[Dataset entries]
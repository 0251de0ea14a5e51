use serde::{Deserialize, Serialize};
use std::net::IpAddr;
use std::path::PathBuf;

use crate::converter::ConverterConfig;
use crate::error::ErrorCode;
use crate::options::OptionDefaults;
use crate::worker::WorkerConfig;

/// Root configuration
#[derive(Debug, Clone, Default, Deserialize, Serialize)]
pub struct Config {
    #[serde(default)]
    pub server: ServerConfig,
    #[serde(default)]
    pub logging: LoggingConfig,
    #[serde(default)]
    pub database: DatabaseConfig,
    #[serde(default)]
    pub storage: StorageConfig,
    #[serde(default)]
    pub limits: LimitsConfig,
    #[serde(default)]
    pub converter: ConverterConfig,
    #[serde(default)]
    pub worker: WorkerConfig,
    #[serde(default)]
    pub defaults: OptionDefaults,
}

/// Server configuration
#[derive(Debug, Clone, Deserialize, Serialize)]
pub struct ServerConfig {
    #[serde(default = "default_host")]
    pub host: IpAddr,
    #[serde(default = "default_port")]
    pub port: u16,
}

impl Default for ServerConfig {
    fn default() -> Self {
        Self {
            host: default_host(),
            port: default_port(),
        }
    }
}

fn default_host() -> IpAddr {
    IpAddr::from([0, 0, 0, 0])
}

fn default_port() -> u16 {
    8080
}

/// Logging configuration
#[derive(Debug, Clone, Deserialize, Serialize)]
pub struct LoggingConfig {
    /// Filter directive used when `RUST_LOG` is not set.
    #[serde(default = "default_log_filter")]
    pub filter: String,
    #[serde(default)]
    pub format: LogFormat,
}

impl Default for LoggingConfig {
    fn default() -> Self {
        Self {
            filter: default_log_filter(),
            format: LogFormat::default(),
        }
    }
}

fn default_log_filter() -> String {
    "info,tower_http=debug".to_string()
}

#[derive(Debug, Clone, Copy, Default, Deserialize, Serialize, PartialEq, Eq)]
#[serde(rename_all = "snake_case")]
pub enum LogFormat {
    #[default]
    Pretty,
    Json,
}

/// Database configuration
#[derive(Debug, Clone, Deserialize, Serialize)]
pub struct DatabaseConfig {
    #[serde(default = "default_db_path")]
    pub path: PathBuf,
}

impl Default for DatabaseConfig {
    fn default() -> Self {
        Self {
            path: default_db_path(),
        }
    }
}

fn default_db_path() -> PathBuf {
    PathBuf::from("alphavid.db")
}

/// Object storage configuration
#[derive(Debug, Clone, Deserialize, Serialize)]
pub struct StorageConfig {
    /// Root directory of the local object store.
    #[serde(default = "default_storage_root")]
    pub root: PathBuf,
    /// Base URL that stored keys are appended to when building result URLs.
    /// When unset, results are addressed with `file://` URLs.
    #[serde(default)]
    pub public_base_url: Option<String>,
    /// Hours an uploaded file and its results are kept.
    #[serde(default = "default_retention_hours")]
    pub retention_hours: u64,
}

impl Default for StorageConfig {
    fn default() -> Self {
        Self {
            root: default_storage_root(),
            public_base_url: None,
            retention_hours: default_retention_hours(),
        }
    }
}

fn default_storage_root() -> PathBuf {
    PathBuf::from("data")
}

fn default_retention_hours() -> u64 {
    24
}

/// Upload and batch limits
#[derive(Debug, Clone, Deserialize, Serialize, PartialEq)]
pub struct LimitsConfig {
    #[serde(default = "default_max_file_size_mb")]
    pub max_file_size_mb: u64,
    #[serde(default = "default_max_files_per_batch")]
    pub max_files_per_batch: usize,
    #[serde(default = "default_max_duration_secs")]
    pub max_duration_secs: f64,
    /// Accepted container extensions, lowercase, without the dot.
    #[serde(default = "default_allowed_extensions")]
    pub allowed_extensions: Vec<String>,
}

impl Default for LimitsConfig {
    fn default() -> Self {
        Self {
            max_file_size_mb: default_max_file_size_mb(),
            max_files_per_batch: default_max_files_per_batch(),
            max_duration_secs: default_max_duration_secs(),
            allowed_extensions: default_allowed_extensions(),
        }
    }
}

fn default_max_file_size_mb() -> u64 {
    50
}

fn default_max_files_per_batch() -> usize {
    10
}

fn default_max_duration_secs() -> f64 {
    30.0
}

fn default_allowed_extensions() -> Vec<String> {
    vec!["mp4".to_string(), "mov".to_string(), "webm".to_string()]
}

impl LimitsConfig {
    pub fn max_file_size_bytes(&self) -> u64 {
        self.max_file_size_mb * 1024 * 1024
    }

    /// Returns the lowercase extension of `name` if it is an accepted container.
    pub fn accepted_extension(&self, name: &str) -> Option<String> {
        let ext = std::path::Path::new(name)
            .extension()?
            .to_str()?
            .to_ascii_lowercase();
        self.allowed_extensions
            .iter()
            .any(|allowed| allowed.eq_ignore_ascii_case(&ext))
            .then_some(ext)
    }

    /// Checks a file against the container, size and duration limits.
    /// Returns the accepted extension.
    pub fn check_file(
        &self,
        name: &str,
        size_bytes: u64,
        duration_secs: f64,
    ) -> Result<String, LimitViolation> {
        let ext = self.accepted_extension(name).ok_or_else(|| LimitViolation {
            code: ErrorCode::UnsupportedFormat,
            message: format!(
                "{}: unsupported container (allowed: {})",
                name,
                self.allowed_extensions.join(", ")
            ),
        })?;
        if size_bytes > self.max_file_size_bytes() {
            return Err(LimitViolation {
                code: ErrorCode::LimitExceededSize,
                message: format!(
                    "{}: {} bytes exceeds the {} MB limit",
                    name, size_bytes, self.max_file_size_mb
                ),
            });
        }
        if !duration_secs.is_finite() || duration_secs > self.max_duration_secs {
            return Err(LimitViolation {
                code: ErrorCode::LimitExceededDuration,
                message: format!(
                    "{}: duration {:.1}s exceeds the {}s limit",
                    name, duration_secs, self.max_duration_secs
                ),
            });
        }
        Ok(ext)
    }
}

/// A file that breaks one of the configured limits.
#[derive(Debug, Clone, PartialEq, thiserror::Error)]
#[error("{message}")]
pub struct LimitViolation {
    pub code: ErrorCode,
    pub message: String,
}

/// Sanitized config for API responses (filesystem paths left out)
#[derive(Debug, Clone, Serialize)]
pub struct SanitizedConfig {
    pub limits: LimitsConfig,
    pub defaults: OptionDefaults,
    pub worker: SanitizedWorkerConfig,
    pub retention_hours: u64,
}

#[derive(Debug, Clone, Serialize)]
pub struct SanitizedWorkerConfig {
    pub enabled: bool,
    pub concurrency: usize,
    pub max_retries: u32,
    pub engine_timeout_secs: u64,
}

impl From<&Config> for SanitizedConfig {
    fn from(config: &Config) -> Self {
        Self {
            limits: config.limits.clone(),
            defaults: config.defaults.clone(),
            worker: SanitizedWorkerConfig {
                enabled: config.worker.enabled,
                concurrency: config.worker.concurrency,
                max_retries: config.worker.max_retries,
                engine_timeout_secs: config.converter.timeout_secs,
            },
            retention_hours: config.storage.retention_hours,
        }
    }
}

About this task: Scan the data above and copy each line containing the word "struct".

Exercise result:
pub struct Config {
pub struct ServerConfig {
pub struct LoggingConfig {
pub struct DatabaseConfig {
pub struct StorageConfig {
pub struct LimitsConfig {
pub struct LimitViolation {
pub struct SanitizedConfig {
pub struct SanitizedWorkerConfig {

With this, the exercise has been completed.